Broadway Musical Review—“Beaches” with Kelli Barrett and Jessica Vosk

Beaches
Book by Iris Rainer Dart and Thom Thomas
Music by Mike Stoller, lyrics by Iris Rainer Dart
Directed by Lonny Price, co-directed by Matt Cowart
Opened April 22, 2026
Majestic Theater, 245 West 44th Street, NYC
beachesthemusical.com
 
Kelli Barrett in Beaches (photo: Marc J. Franklin)
 
Most people remember Beaches as the aggressively sentimental 1988 movie starring Bette Midler. But it was originally a novel by Iris Rainer Dart, who cowrote the book and lyrics for the Broadway musical version based on her book, not the film. Whether this was to avoid comparisons with the beloved screen tearjerker or not, the result is stilted and mawkish.
 
Beaches follows the lifelong friendship of extroverted Cee Cee Bloom and introverted Bertie White (Hillary in the movie) from the time they meet cute as kids on an Atlantic City beach until the moment Cee Cee drops her show-biz career to look after Bertie when she falls deathly ill. If the movie relied on Midler’s charisma and Barbara Hershey’s weepiness, the musical doesn’t do enough with its two stars. Jessica Vosk plays Cee Cee to the hilt, but she’s been directed to storm around like Midler, even though in interviews she has said she’s definitely not doing that.  
 
Then there’s Kelli Barrett, one of our most winning and talented musical actresses, who plays Bertie. After making a superb Sherrie in the Off-Broadway musical Rock of Ages, Barrett was bypassed when the show first went to Broadway and then was made into a movie. Since then, she’s been in duds like Getting the Band Back Together and Doctor Zhivago. But Barrett is a trooper, and she makes Bertie a far more complete character than she deserves to be. The performers who play Cee Cee and Bertie as young girls (Samantha Schwartz and Zeya Grace) and teenagers (Bailey Ryon and Emma Ogea) are solid, and the number where all three pairs of friends are together onstage—“Show the World Who You Are”—is the most appealing in the entire show.
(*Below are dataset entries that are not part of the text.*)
use crate::avr_connection::AvrConnection;
use crate::config::BridgeConfig;
use crate::connection::HeosConnection;
use crate::device::{lock, Device};
use crate::error::{BridgeError, Result};
use crate::identity::{self, IdentityAction};
use crate::link::{Backoff, LinkState};
use crate::protocol::{HeosCommand, HeosFrame};
use crate::sources::{SharedSourceCatalog, SourceCatalog};
use crate::subscription::{BridgeUpdate, UpdateReceiver};
use crate::types::{DeviceId, Pid, PlayerRecord, ReceiverRecord};
use crate::zone::Zone;
use async_trait::async_trait;
use std::collections::BTreeMap;
use std::sync::{Arc, Mutex, PoisonError, RwLock};
use std::time::Duration;
use tokio::sync::{broadcast, watch, Notify};
use tokio::task::JoinHandle;
use tokio::time::sleep;

/// Source of receiver records, e.g. an SSDP search plus description fetch
#[async_trait]
pub trait ReceiverDiscovery: Send + Sync {
    /// Receivers currently visible on the network
    async fn discover_receivers(&self) -> Result<Vec<ReceiverRecord>>;
}

/// A fixed list of receivers
#[async_trait]
impl ReceiverDiscovery for Vec<ReceiverRecord> {
    async fn discover_receivers(&self) -> Result<Vec<ReceiverRecord>> {
        Ok(self.clone())
    }
}

struct BridgeInner {
    heos: Arc<HeosConnection>,
    devices: Mutex<BTreeMap<Pid, Device>>,
    catalog: SharedSourceCatalog,
    updates_tx: broadcast::Sender<BridgeUpdate>,
    /// Signalled when the player list should be re-read without waiting
    pass_requested: Notify,
    config: BridgeConfig,
}

/// Top-level coordinator owning the device table
///
/// Keeps one HEOS connection for the whole system, merges players reported
/// over it with receivers from a [`ReceiverDiscovery`] and maintains one
/// [`Device`] per player.
///
/// # Example
///
/// ```no_run
/// use heos_avr_bridge::{Bridge, BridgeConfig, ReceiverRecord};
/// use std::sync::Arc;
///
/// #[tokio::main]
/// async fn main() -> Result<(), Box<dyn std::error::Error>> {
///     let mut bridge = Bridge::connect("192.168.1.50", BridgeConfig::default());
///     let receivers: Vec<ReceiverRecord> = Vec::new();
///     bridge.start(Arc::new(receivers)).await?;
///
///     tokio::time::sleep(tokio::time::Duration::from_secs(5)).await;
///     for device in bridge.devices() {
///         println!("{} ({})", device.name(), device.id());
///     }
///
///     bridge.stop().await;
///     Ok(())
/// }
/// ```
pub struct Bridge {
    inner: Arc<BridgeInner>,
    system_task: JoinHandle<()>,
    stop_tx: Option<broadcast::Sender<()>>,
    task_handle: Option<JoinHandle<()>>,
}

impl Bridge {
    /// Bridge over an existing HEOS connection
    pub fn new(heos: HeosConnection, config: BridgeConfig) -> Self {
        let (updates_tx, _) = broadcast::channel(config.channel_capacity);
        let inner = Arc::new(BridgeInner {
            heos: Arc::new(heos),
            devices: Mutex::new(BTreeMap::new()),
            catalog: Arc::new(RwLock::new(SourceCatalog::default())),
            updates_tx,
            pass_requested: Notify::new(),
            config,
        });

        let frames = inner.heos.subscribe();
        let link = inner.heos.watch_state();
        let system_task = tokio::spawn(run_system(inner.clone(), frames, link));

        Self {
            inner,
            system_task,
            stop_tx: None,
            task_handle: None,
        }
    }

    /// Open a HEOS connection to `host` and bridge over it
    pub fn connect(host: impl Into<String>, config: BridgeConfig) -> Self {
        let heos = HeosConnection::open(host, &config);
        Self::new(heos, config)
    }

    pub fn heos(&self) -> &HeosConnection {
        &self.inner.heos
    }

    /// Subscribe to device table changes
    pub fn subscribe_updates(&self) -> UpdateReceiver<BridgeUpdate> {
        UpdateReceiver::new(self.inner.updates_tx.subscribe())
    }

    /// Snapshot of the current devices, in pid order
    pub fn devices(&self) -> Vec<Device> {
        lock(&self.inner.devices).values().cloned().collect()
    }

    pub fn device_count(&self) -> usize {
        lock(&self.inner.devices).len()
    }

    pub fn device(&self, id: &DeviceId) -> Option<Device> {
        lock(&self.inner.devices).values().find(|d| d.id() == id).cloned()
    }

    pub fn device_by_pid(&self, pid: Pid) -> Option<Device> {
        lock(&self.inner.devices).get(&pid).cloned()
    }

    /// Look up a zone by its external id
    pub fn zone(&self, id: &DeviceId) -> Option<Zone> {
        lock(&self.inner.devices)
            .values()
            .flat_map(|d| d.zones())
            .find(|z| z.id() == id)
    }

    /// Current music source catalog
    pub fn sources(&self) -> SourceCatalog {
        self.inner
            .catalog
            .read()
            .unwrap_or_else(PoisonError::into_inner)
            .clone()
    }

    /// Ask the system for its players (`player/get_players`)
    pub async fn fetch_players(&self) -> Result<Vec<PlayerRecord>> {
        self.inner.fetch_players().await
    }

    /// Rebuild the music source catalog (`browse/get_music_sources`)
    pub async fn refresh_sources(&self) -> Result<()> {
        self.inner.refresh_sources().await
    }

    /// Reconcile the device table with one discovery pass
    pub fn apply_discovery(&self, players: &[PlayerRecord], receivers: &[ReceiverRecord]) {
        self.inner.apply_discovery(players, receivers);
    }

    /// Run a single discovery pass
    pub async fn discover_once(&self, discovery: &dyn ReceiverDiscovery) -> Result<()> {
        self.inner.discover_once(discovery).await
    }

    /// Start periodic discovery
    ///
    /// Passes run every discovery interval, right after the HEOS connection
    /// comes up and whenever the system reports a changed player list. Failed
    /// passes are retried with exponential backoff. A running discovery is
    /// restarted.
    pub async fn start(&mut self, discovery: Arc<dyn ReceiverDiscovery>) -> Result<()> {
        self.stop().await;

        let (stop_tx, _) = broadcast::channel(1);
        self.stop_tx = Some(stop_tx.clone());

        let inner = self.inner.clone();
        let handle = tokio::spawn(async move {
            let mut backoff = Backoff::new(inner.config.reconnect_initial(), inner.config.reconnect_max());
            let mut stop_rx = stop_tx.subscribe();

            loop {
                let delay = match inner.discover_once(discovery.as_ref()).await {
                    Ok(()) => {
                        backoff.reset();
                        inner.config.discovery_interval()
                    }
                    Err(e) => {
                        tracing::error!("Discovery pass failed: {}", e);
                        backoff.fail();
                        backoff.current()
                    }
                };

                tokio::select! {
                    _ = stop_rx.recv() => {
                        tracing::info!("Discovery stopped");
                        break;
                    }
                    _ = inner.pass_requested.notified() => {
                        tracing::debug!("Discovery pass requested");
                    }
                    _ = sleep(delay) => {}
                }
            }
        });

        self.task_handle = Some(handle);
        Ok(())
    }

    /// Stop periodic discovery; known devices stay up
    pub async fn stop(&mut self) {
        if let Some(tx) = self.stop_tx.take() {
            let _ = tx.send(());
        }
        if let Some(handle) = self.task_handle.take() {
            let abort = handle.abort_handle();
            if tokio::time::timeout(Duration::from_millis(500), handle).await.is_err() {
                abort.abort();
            }
        }
    }
}

impl Drop for Bridge {
    fn drop(&mut self) {
        if let Some(handle) = self.task_handle.take() {
            handle.abort();
        }
        self.system_task.abort();
        for device in lock(&self.inner.devices).values() {
            device.destroy();
        }
    }
}

impl BridgeInner {
    async fn fetch_players(&self) -> Result<Vec<PlayerRecord>> {
        let frame = self.heos.request(HeosCommand::new("player", "get_players")).await?;
        let payload = frame
            .payload
            .ok_or_else(|| BridgeError::InvalidResponse("get_players returned no payload".to_string()))?;
        Ok(serde_json::from_value(payload)?)
    }

    async fn refresh_sources(&self) -> Result<()> {
        let frame = self
            .heos
            .request(HeosCommand::new("browse", "get_music_sources"))
            .await?;
        let payload = frame.payload.as_ref().ok_or_else(|| {
            BridgeError::InvalidResponse("get_music_sources returned no payload".to_string())
        })?;
        let catalog = SourceCatalog::from_payload(payload)?;
        tracing::info!("Loaded {} music sources", catalog.len());

        *self.catalog.write().unwrap_or_else(PoisonError::into_inner) = catalog;
        let _ = self.updates_tx.send(BridgeUpdate::SourcesChanged);
        Ok(())
    }

    fn spawn_source_refresh(self: &Arc<Self>) {
        let inner = self.clone();
        tokio::spawn(async move {
            if let Err(e) = inner.refresh_sources().await {
                tracing::warn!("Failed to refresh music sources: {}", e);
            }
        });
    }

    async fn discover_once(&self, discovery: &dyn ReceiverDiscovery) -> Result<()> {
        let players = self.fetch_players().await?;
        let receivers = discovery.discover_receivers().await?;
        tracing::debug!(
            "Discovery pass found {} player(s) and {} receiver(s)",
            players.len(),
            receivers.len()
        );
        self.apply_discovery(&players, &receivers);
        Ok(())
    }

    fn apply_discovery(&self, players: &[PlayerRecord], receivers: &[ReceiverRecord]) {
        let mut updates = Vec::new();
        {
            let mut devices = lock(&self.devices);
            let known: BTreeMap<_, _> = devices.iter().map(|(pid, d)| (*pid, d.known())).collect();

            for action in identity::resolve(&known, players, receivers) {
                match action {
                    IdentityAction::Create { player, receiver } => {
                        let device = self.create_device(player, receiver);
                        updates.extend(added(&device));
                        devices.insert(device.pid(), device);
                    }
                    IdentityAction::RefreshPlayer { player } => {
                        if let Some(device) = devices.get(&player.pid) {
                            device.refresh_player(player);
                        }
                    }
                    IdentityAction::Upgrade { player, receiver } => {
                        let pid = player.pid;
                        tracing::info!(
                            "Player {} matched receiver {} at {}",
                            pid,
                            receiver.friendly_name,
                            receiver.address
                        );
                        if let Some(old) = devices.remove(&pid) {
                            updates.extend(removed(&old));
                            old.destroy();
                        }
                        let device = self.create_device(player, Some(receiver));
                        updates.extend(added(&device));
                        updates.push(BridgeUpdate::DeviceUpgraded(device.id().clone()));
                        devices.insert(pid, device);
                    }
                    IdentityAction::RefreshReceiver {
                        player,
                        receiver,
                        address_changed,
                    } => {
                        let Some(device) = devices.get(&player.pid) else {
                            continue;
                        };
                        device.refresh_player(player);
                        if address_changed {
                            let connection = AvrConnection::open(receiver.address.clone(), &self.config);
                            device.replace_receiver(receiver.clone(), connection);
                            updates.push(BridgeUpdate::ReceiverReplaced {
                                device_id: device.id().clone(),
                                receiver,
                            });
                        } else {
                            device.refresh_receiver(receiver);
                        }
                    }
                    IdentityAction::Destroy { pid } => {
                        if let Some(old) = devices.remove(&pid) {
                            tracing::info!("Player {} is gone", pid);
                            updates.extend(removed(&old));
                            old.destroy();
                        }
                    }
                }
            }
        }

        for update in updates {
            let _ = self.updates_tx.send(update);
        }
    }

    fn create_device(&self, player: PlayerRecord, receiver: Option<ReceiverRecord>) -> Device {
        Device::new(
            player,
            receiver,
            self.heos.clone(),
            self.catalog.clone(),
            &self.config,
        )
    }
}

/// Device first, then its zones
fn added(device: &Device) -> Vec<BridgeUpdate> {
    std::iter::once(device.id().clone())
        .chain(device.zones().iter().map(|z| z.id().clone()))
        .map(BridgeUpdate::DeviceAdded)
        .collect()
}

/// Zones first, then the device
fn removed(device: &Device) -> Vec<BridgeUpdate> {
    device
        .zones()
        .iter()
        .map(|z| z.id().clone())
        .chain(std::iter::once(device.id().clone()))
        .map(BridgeUpdate::DeviceRemoved)
        .collect()
}

/// React to system-wide HEOS events and connection transitions
async fn run_system(
    inner: Arc<BridgeInner>,
    mut frames: broadcast::Receiver<HeosFrame>,
    mut link: watch::Receiver<LinkState>,
) {
    if *link.borrow_and_update() == LinkState::Connected {
        inner.spawn_source_refresh();
    }

    loop {
        tokio::select! {
            changed = link.changed() => {
                if changed.is_err() {
                    break;
                }
                if *link.borrow_and_update() == LinkState::Connected {
                    inner.spawn_source_refresh();
                    inner.pass_requested.notify_one();
                }
            }
            frame = frames.recv() => match frame {
                Ok(frame) if frame.is_event() => match frame.command() {
                    "sources_changed" => {
                        tracing::info!("Music sources changed");
                        inner.spawn_source_refresh();
                    }
                    "players_changed" => {
                        tracing::info!("Player list changed");
                        inner.pass_requested.notify_one();
                    }
                    _ => {}
                },
                Ok(_) => {}
                Err(broadcast::error::RecvError::Lagged(n)) => {
                    tracing::warn!("Bridge missed {} HEOS frames", n);
                }
                Err(broadcast::error::RecvError::Closed) => break,
            }
        }
    }
}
Otherwise, the co-direction of Lonny Price and Matt Cowart is as uninspired as the lazily minimal sets by James Noone.
 
Beaches could have been a jukebox musical, since the movie was crammed with period-specific pop songs; instead, Dart has written lyrics for a bunch of unmemorable songs to which vet Mike Stoller has supplied routine melodies. The elephant in the theater is the soaring ballad “Wind Beneath My Wings,” which became a Midler concert staple after it went to number one on the charts in 1989. But it’s used here in the most middling (or Midlering) way: after Bertie’s offstage death (poor Barrett doesn’t even get a good dying scene!), it’s the obvious 11 o’clock number—but since it seems so obviously tacked on, it doesn’t have the emotional weight as it should. 
 
Botching its biggest hit is an “oof” moment for a show with more than a few of them. On that score, Beaches ends up out of tune.